- Episode no.: Season 3 Episode 4
- Directed by: Thomas Schnauz
- Written by: Jonathan Glatzer
- Original air date: May 1, 2017
- Running time: 47 minutes

Guest appearances
- Steven Bauer as Don Eladio Vuente; Javier Grajeda as Juan Bolsa; Kerry Condon as Stacey Ehrmantraut; Manuel Uriza as Ximenez Lecerda; Kimberly Hébert Gregory as DDA Kyra Hay; Harrison Thomas as Lyle; Tina Parker as Francesca Liddy; Jeremiah Bitsui as Victor; Vincent Fuentes as Arturo Colon; Abigail Zoe Lewis as Kaylee Ehrmantraut; Mark Margolis as Hector Salamanca;

Episode chronology
| ← Previous "Sunk Costs" | Next → "Chicanery" |
- Better Call Saul season 3

= Sabrosito =

"Sabrosito" is the fourth episode of the third season of the AMC television series Better Call Saul, the spinoff series of Breaking Bad. The episode aired on May 1, 2017, on AMC in the United States. Outside of the United States, the episode premiered on streaming service Netflix in several countries.

== Plot ==
=== Opening ===
In a flashback to 1999, Hector Salamanca introduces Ximenez Lecerda (Note: The truck driver Mike Ehrmantraut later robs as seen in "Nailed" and Hector has killed as seen in "Klick".) to Don Eladio. Hector says he has purchased an Albuquerque ice cream store that will facilitate drug sales because Ximenez can bring cocaine over the border when he delivers store supplies. Hector has named the store for Eladio: "El Griego Guiñador". (Note: "The Winking Greek"; Eladio is a Spanish name which means "The Greek".) He also presents the gift of a bobblehead mascot for the store which is named "Sabrosito", as well as a cash tribute. Juan Bolsa arrives with Gus Fring's gifts — a Los Pollos Hermanos T-shirt and a larger cash tribute. Eladio teases Hector and Hector is humiliated, but Juan reminds him to show respect to their boss.

=== Main story ===
Mike Ehrmantraut surveils Hector's ice cream store and observes police arriving. He later visits Stacey and Kaylee at their new house. Hector, Nacho Varga, and Arturo visit Los Pollos Hermanos and intimidate the staff while waiting for Gus. When Gus arrives, Hector demands that Gus begin transporting Hector's drugs in Gus' trucks, unaware Gus desires this outcome.

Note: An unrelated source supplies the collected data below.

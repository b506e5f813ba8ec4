//! Snapshot tree traversal and aggregation
//!
//! Walks a cloned working tree with an explicit accumulator, skipping
//! `node_modules` and `.git` subtrees entirely.

use repolens_core::{ErrorContext, FileCategory, ProjectStats, SnapshotError, SnapshotResult};
use std::path::Path;
use tracing::trace;
use walkdir::{DirEntry, WalkDir};

/// Directories pruned from the walk, wherever they appear in the tree
const SKIPPED_DIRS: [&str; 2] = ["node_modules", ".git"];

/// Running totals for one tree scan
///
/// Merged by plain addition over disjoint files, so the walk order never
/// affects the outcome.
#[derive(Debug, Clone, Copy, Default, PartialEq, Eq)]
pub struct TreeTotals {
    pub file_count: usize,
    pub total_lines: usize,
    pub stats: ProjectStats,
}

impl TreeTotals {
    fn visit_file(&mut self, path: &Path, content: &str) {
        self.file_count += 1;
        self.total_lines += line_segments(content);

        if let Some(category) = path
            .extension()
            .and_then(|ext| ext.to_str())
            .and_then(FileCategory::from_extension)
        {
            self.stats.record(category);
        }
    }
}

/// Number of `\n`-delimited segments in the content
///
/// This is newline-count + 1: a trailing newline produces one extra empty
/// segment and an empty file counts as a single line. Downstream consumers
/// depend on this exact arithmetic, so it is kept as-is rather than
/// normalized to an editor-style line count.
fn line_segments(content: &str) -> usize {
    content.split('\n').count()
}

fn is_skipped_dir(entry: &DirEntry) -> bool {
    entry.file_type().is_dir()
        && entry
            .file_name()
            .to_str()
            .map(|name| SKIPPED_DIRS.contains(&name))
            .unwrap_or(false)
}

/// Scan a snapshot tree and aggregate file/line statistics
///
/// Only regular files are visited; symlinks are not followed and non-regular
/// entries (devices, sockets) contribute nothing. Any listing or read error
/// aborts the scan - no partial totals escape.
pub fn scan_tree<P: AsRef<Path>>(root: P) -> SnapshotResult<TreeTotals> {
    let root = root.as_ref();
    let mut totals = TreeTotals::default();

    // The skip set applies to directories inside the tree, never to the
    // root itself (a repository may legitimately be named node_modules).
    let walker = WalkDir::new(root)
        .into_iter()
        .filter_entry(|entry| entry.depth() == 0 || !is_skipped_dir(entry));

    for entry in walker {
        let entry = entry.map_err(|e| SnapshotError::Traversal {
            message: format!("Failed to list directory entry: {}", e),
            source: Some(Box::new(e)),
            context: ErrorContext::new("tree_walk")
                .with_operation("scan_tree")
                .with_metadata("root", &root.display().to_string()),
        })?;

        if !entry.file_type().is_file() {
            continue;
        }

        let content =
            std::fs::read_to_string(entry.path()).map_err(|e| SnapshotError::Traversal {
                message: format!("Failed to read file {}: {}", entry.path().display(), e),
                source: Some(Box::new(e)),
                context: ErrorContext::new("tree_walk").with_operation("read_file"),
            })?;

        totals.visit_file(entry.path(), &content);
        trace!(path = %entry.path().display(), "Visited file");
    }

    Ok(totals)
}

#[cfg(test)]
mod tests {
    use super::*;
    use std::fs;
    use tempfile::TempDir;

    fn write_file(root: &Path, rel: &str, content: &str) {
        let path = root.join(rel);
        if let Some(parent) = path.parent() {
            fs::create_dir_all(parent).expect("create parent dirs");
        }
        fs::write(path, content).expect("write fixture file");
    }

    #[test]
    fn counts_lines_with_trailing_newline() {
        let dir = TempDir::new().unwrap();
        write_file(dir.path(), "a.ts", "x\ny\n");

        let totals = scan_tree(dir.path()).unwrap();
        assert_eq!(totals.file_count, 1);
        // Two newlines split into three segments
        assert_eq!(totals.total_lines, 3);
        assert_eq!(totals.stats.script_files, 1);
    }

    #[test]
    fn counts_lines_without_trailing_newline() {
        let dir = TempDir::new().unwrap();
        write_file(dir.path(), "data.json", "{}");

        let totals = scan_tree(dir.path()).unwrap();
        assert_eq!(totals.file_count, 1);
        assert_eq!(totals.total_lines, 1);
        assert_eq!(totals.stats.data_files, 1);
    }

    #[test]
    fn empty_file_counts_one_segment() {
        let dir = TempDir::new().unwrap();
        write_file(dir.path(), "empty.md", "");

        let totals = scan_tree(dir.path()).unwrap();
        assert_eq!(totals.total_lines, 1);
        assert_eq!(totals.stats.doc_files, 1);
    }

    #[test]
    fn skips_node_modules_and_git_subtrees() {
        let dir = TempDir::new().unwrap();
        write_file(dir.path(), "readme.md", "# hello\n");
        write_file(dir.path(), "node_modules/lib/index.js", "module.exports = 1;\n");
        write_file(dir.path(), ".git/config", "[core]\n");
        write_file(dir.path(), "nested/node_modules/deep/file.ts", "x\n");

        let totals = scan_tree(dir.path()).unwrap();
        assert_eq!(totals.file_count, 1);
        assert_eq!(totals.total_lines, 2);
        assert_eq!(totals.stats.script_files, 0);
        assert_eq!(totals.stats.doc_files, 1);
    }

    #[test]
    fn root_named_like_skipped_dir_is_scanned() {
        let dir = TempDir::new().unwrap();
        let root = dir.path().join("node_modules");
        write_file(&root, "a.ts", "x\ny\n");
        write_file(&root, "node_modules/inner.js", "skipped\n");

        let totals = scan_tree(&root).unwrap();
        assert_eq!(totals.file_count, 1);
        assert_eq!(totals.total_lines, 3);
        assert_eq!(totals.stats.script_files, 1);
    }

    #[test]
    fn classification_is_case_insensitive() {
        let dir = TempDir::new().unwrap();
        write_file(dir.path(), "README.MD", "docs\n");
        write_file(dir.path(), "App.TSX", "render\n");

        let totals = scan_tree(dir.path()).unwrap();
        assert_eq!(totals.stats.doc_files, 1);
        assert_eq!(totals.stats.script_files, 1);
    }

    #[test]
    fn uncategorized_files_still_count() {
        let dir = TempDir::new().unwrap();
        write_file(dir.path(), "main.rs", "fn main() {}\n");
        write_file(dir.path(), "Makefile", "all:\n");

        let totals = scan_tree(dir.path()).unwrap();
        assert_eq!(totals.file_count, 2);
        assert_eq!(totals.total_lines, 4);
        assert_eq!(totals.stats.categorized(), 0);
    }

    #[test]
    fn empty_tree_yields_zero_totals() {
        let dir = TempDir::new().unwrap();

        let totals = scan_tree(dir.path()).unwrap();
        assert_eq!(totals, TreeTotals::default());
    }

    #[cfg(unix)]
    #[test]
    fn symlinks_are_not_visited() {
        let dir = TempDir::new().unwrap();
        write_file(dir.path(), "real.md", "content\n");
        std::os::unix::fs::symlink(dir.path().join("real.md"), dir.path().join("link.md"))
            .expect("create symlink");

        let totals = scan_tree(dir.path()).unwrap();
        assert_eq!(totals.file_count, 1);
        assert_eq!(totals.stats.doc_files, 1);
    }
}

The next day, Gus apologizes to his staff and tells them the men who intimidated them previously extorted money from him in Mexico, but that he refused their new demands. He announces he will pay the staff overtime, in addition to trauma counseling if anyone requests it. Gus' apology and claim to be acting honorably win his staff over.

Kim Wexler cancels the appointment Chuck McGill made to have his home's door repaired (Note: As seen in "Witness".) and Jimmy McGill hires Mike to do it. Mike clandestinely photographs the interior of Chuck's house to document his bizarre living conditions and copies some information from Chuck's desktop. When he hands over the photos, he gives Jimmy the note he made.

Gus visits Mike to ask why he did not accept the money that Victor tried to give him for disrupting Hector's trucks. Mike explains that he attacked them for himself, not Gus, so he does not expect payment. (Note: As seen in "Sunk Costs".) Gus says he is interested in hiring Mike, and Mike says he might be amenable.

Jimmy, Kim, Howard Hamlin, Chuck, and ADA Hay meet to finalize Jimmy's confession. Afterward, Kim tells Chuck she suspects he has another copy of the tape. Chuck confirms that he plans to submit the original at Jimmy's bar association hearing. Kim informs Jimmy and reveals that having Chuck admit the existence of the second tape is part of her plan to defend him.

== Production ==
The title is derived from the Spanish word "Sabroso" which means "delicious" or "tasty". In the cold open, Gus' homosexuality is hinted at when Hector says a better name for "Los Pollos Hermanos" ("The Chicken Brothers") might be "Los Culos Hermanos" ("The Butt Brothers").

== Reception ==
=== Ratings ===
Upon airing, the episode received 1.56 million American viewers, and an 18-49 rating of 0.6.

=== Critical reception ===
The episode received critical acclaim, on Rotten Tomatoes, the episode holds a 100% rating with an average score of 8.64/10, based on 15 reviews. The site's consensus reads, '"Sabrosito" juggles narrative strands while advancing Better Call Saul's overall narrative arc—and setting up moments Breaking Bad fans have waited patiently for.'

Terri Schwartz of IGN gave the episode an 8.5 rating, writing "Gus Fring is not a man you want to trifle with, as we discover in the latest episode of Better Call Saul."